Stefanovitch twisted his body around in the wheelchair, and spoke to Kupchek. He had been putting off the final step, but the time had come.

His partner nodded, but he didn’t seem too happy about Stefanovitch’s decision.

“The medical examiners are still there. The coroner’s wagon is parked out on the street. I’ve already taken
notes in there, Stef. Leave it alone.”

“Go ask them to take ten. I have to see the bedroom. Just the way it is. Just the way

“Why do you want to go down there? I took enough notes for
Crime and Punishment II.
They’re doing forensic sketches. Don’t do this to yourself.”

John Stefanovitch pushed himself out of the parlor without saying anything else to Kupchek.

Once he was in the hallway, Stefanovitch realized that he felt more drained than he’d thought. His mouth was dry. A dead weight was pushing down on him, making his shoulders sag.

Stefanovitch passed inside the high-ceilinged master bedroom. He closed the paneled, heavy wooden door behind him.

Alexandre St.-Germain was laid out alongside an unzippered gray body bag on the bed.
The Grave Dancer was right there.

The shock of the brutal murder finally struck Stefanovitch with a physical jolt. Bile rose in his throat.
Someone had gotten to the Grave Dancer before he had.

The attack had exposed jagged bone on both sides of St.-Germain’s chest. The mobster’s head and most of his neck had been savaged by the machine-gun volley. The body looked desecrated, smaller than life, smaller than the grandiose reputation, certainly. Still intact on one of the gang leader’s fingers was an immense diamond and onyx ring, easily fifteen carats, a marquise cut.

At the moment of death, Alexandre St.-Germain seemed to have suffered intense pain. Stefanovitch knew the feeling. He’d experienced everything about the moment, except the release of death itself.

Stefanovitch moved closer to the bed, which was still draped in silver satin sheets. His mind was moving back and forth through time, flashing too many images for him to absorb.

Part of him was inside the West Side town house—but part of John Stefanovitch was in Long Beach, two years ago. Another part of him was holding his wife, Anna, cradling her in his arms, sobbing his hopelessness. He could remember what Anna’s touch had been like. The scent of Bal de Versailles, her favorite perfume. These memories never dimmed. Sometimes their intensity was a comfort and sometimes it was horrible torture.
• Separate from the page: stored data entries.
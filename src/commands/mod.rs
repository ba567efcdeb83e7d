//! Subcommand handlers for the lsviz binary.

pub mod completions;
pub mod config;
pub mod play;
pub mod trace;
//! Keyboard input handling for the player.
//!
//! Handles all keyboard shortcuts including navigation, autoplay
//! controls, mode toggles, and input editing.

use std::time::Instant;

use crossterm::event::{KeyCode, KeyEvent, KeyEventKind, KeyModifiers};

use crate::player::session::Session;
use crate::player::state::{InputResult, Mode};

/// Handle a keyboard event.
///
/// This is the main keyboard input handler that processes all key events
/// and updates the session or returns control flow signals.
pub fn handle_key_event(key: KeyEvent, session: &mut Session, now: Instant) -> InputResult {
    // Windows reports releases too
    if key.kind == KeyEventKind::Release {
        return InputResult::Continue;
    }

    if key.code == KeyCode::Char('c') && key.modifiers.contains(KeyModifiers::CONTROL) {
        return InputResult::Quit;
    }

    match session.view.mode {
        Mode::Help => {
            // If help is showing, any key closes it
            session.view.toggle_help();
            InputResult::Continue
        }
        Mode::Edit => {
            handle_edit_key(key, session, now);
            InputResult::Continue
        }
        Mode::Normal => handle_normal_key(key, session, now),
    }
}

fn handle_normal_key(key: KeyEvent, session: &mut Session, now: Instant) -> InputResult {
    match key.code {
        // === Quit ===
        KeyCode::Char('q') => InputResult::Quit,
        KeyCode::Esc => {
            if session.view.exit_mode_or_quit() {
                InputResult::Continue
            } else {
                InputResult::Quit
            }
        }

        // === Mode toggles ===
        KeyCode::Char('?') => {
            session.view.toggle_help();
            InputResult::Continue
        }
        KeyCode::Char('e') | KeyCode::Char('/') => {
            session.view.begin_edit();
            InputResult::Continue
        }

        // === Autoplay ===
        KeyCode::Char(' ') => {
            session.toggle_autoplay(now);
            InputResult::Continue
        }
        KeyCode::Char('s') => {
            session.stop_autoplay();
            InputResult::Continue
        }

        // === Navigation ===
        KeyCode::Left | KeyCode::Char('h') | KeyCode::Char('p') => {
            session.previous();
            InputResult::Continue
        }
        KeyCode::Right | KeyCode::Char('l') | KeyCode::Char('n') => {
            session.next();
            InputResult::Continue
        }
        KeyCode::Home | KeyCode::Char('g') => {
            session.first();
            InputResult::Continue
        }
        KeyCode::End | KeyCode::Char('G') => {
            session.last();
            InputResult::Continue
        }

        _ => InputResult::Continue,
    }
}

fn handle_edit_key(key: KeyEvent, session: &mut Session, now: Instant) {
    match key.code {
        KeyCode::Esc => {
            session.view.exit_mode_or_quit();
        }
        KeyCode::Tab | KeyCode::BackTab | KeyCode::Up | KeyCode::Down => {
            session.view.field = session.view.field.toggle();
        }
        KeyCode::Enter => {
            // Errors are surfaced in the message line by submit()
            let _ = session.submit(now);
            session.view.exit_mode_or_quit();
        }
        KeyCode::Backspace => {
            session.view.active_input_mut().pop();
        }
        KeyCode::Char(c) => {
            session.view.active_input_mut().push(c);
        }
        _ => {}
    }
    session.view.needs_render = true;
}
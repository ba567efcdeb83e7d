//! Completions subcommand handler

use anyhow::Result;
use clap::CommandFactory;
use clap_complete::{generate, Shell};

use lsviz::cli::Cli;

/// Write the completion script for `shell` to stdout.
#[cfg(not(tarpaulin_include))]
pub fn handle(shell: Shell) -> Result<()> {
    let mut cmd = Cli::command();
    let name = cmd.get_name().to_string();
    generate(shell, &mut cmd, name, &mut std::io::stdout());
    Ok(())
}
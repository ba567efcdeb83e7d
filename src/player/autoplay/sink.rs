//! Destinations for frames emitted during autoplay.

use std::sync::mpsc::Sender;

use crate::search::Frame;

/// Receives every frame an autoplay run visits, in order.
pub trait StepSink {
    fn emit(&mut self, frame: Frame);
}

impl StepSink for Vec<Frame> {
    fn emit(&mut self, frame: Frame) {
        self.push(frame);
    }
}

impl StepSink for Sender<Frame> {
    fn emit(&mut self, frame: Frame) {
        // Ignore send errors (receiver may have exited)
        let _ = self.send(frame);
    }
}

impl<S: StepSink + ?Sized> StepSink for &mut S {
    fn emit(&mut self, frame: Frame) {
        (**self).emit(frame);
    }
}
//! Array box rendering.
//!
//! Turns a frame's visual descriptor into a row of boxes, one per array
//! element, either as ratatui spans or as plain/ANSI text.

use ratatui::text::{Line, Span};

use crate::search::{Cell, Highlight, VisualDescriptor};
use crate::theme::Theme;

/// Gap between two boxes.
const SEPARATOR: &str = "  ";

/// Shown instead of boxes when the array is empty.
pub const EMPTY_ARRAY_TEXT: &str = "(empty list)";

/// Glyph marking a cell's highlight.
pub fn highlight_glyph(highlight: Highlight) -> &'static str {
    match highlight {
        Highlight::Plain => "⬜",
        Highlight::Current => "🟨",
        Highlight::Match => "🟩",
    }
}

/// Text of a single box, e.g. `🟨 9`.
pub fn cell_label(cell: &Cell) -> String {
    format!("{} {}", highlight_glyph(cell.highlight), cell.value)
}

/// Build the row as a styled ratatui line.
pub fn build_box_line(visual: &VisualDescriptor, theme: &Theme) -> Line<'static> {
    if visual.cells.is_empty() {
        return Line::from(Span::styled(
            EMPTY_ARRAY_TEXT,
            theme.text_secondary_style(),
        ));
    }

    let mut spans = Vec::with_capacity(visual.cells.len() * 2);
    for (i, cell) in visual.cells.iter().enumerate() {
        if i > 0 {
            spans.push(Span::raw(SEPARATOR));
        }
        let style = match cell.highlight {
            Highlight::Plain => theme.text_style(),
            Highlight::Current => theme.current_style(),
            Highlight::Match => theme.matched_style(),
        };
        spans.push(Span::styled(cell_label(cell), style));
    }
    Line::from(spans)
}

/// Format the row for CLI output, with ANSI colors when `color` is set.
pub fn format_box_row(visual: &VisualDescriptor, theme: &Theme, color: bool) -> String {
    if visual.cells.is_empty() {
        return if color {
            theme.secondary_text(EMPTY_ARRAY_TEXT)
        } else {
            EMPTY_ARRAY_TEXT.to_string()
        };
    }

    visual
        .cells
        .iter()
        .map(|cell| {
            let label = cell_label(cell);
            if !color {
                return label;
            }
            match cell.highlight {
                Highlight::Plain => theme.primary_text(&label),
                Highlight::Current => theme.current_text(&label),
                Highlight::Match => theme.matched_text(&label),
            }
        })
        .collect::<Vec<_>>()
        .join(SEPARATOR)
}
All of the agony and physical suffering during the past two years seemed compressed into this moment. He felt an indescribable rage. A burning had settled in his chest.

Stefanovitch leaned forward in his wheelchair, careful not to topple it over and find himself in a state of helplessness. He stared at the remains of Alexandre St.-Germain, the Grave Dancer, wearing his million-dollar diamond ring.

Then he made one final gesture he would remember long after everything else had faded.

John Stefanovitch leaned forward and he spit onto St.-Germain’s bloodied corpse. “Welcome to hell,” he whispered, not even recognizing the sound of his own voice.
“Rot in fucking hell!”

When he turned to leave, the Bear was standing in the doorway. The detective frowned and slowly shook his head. “Yeah, you’re just fine, Stef. See everything you needed to see?”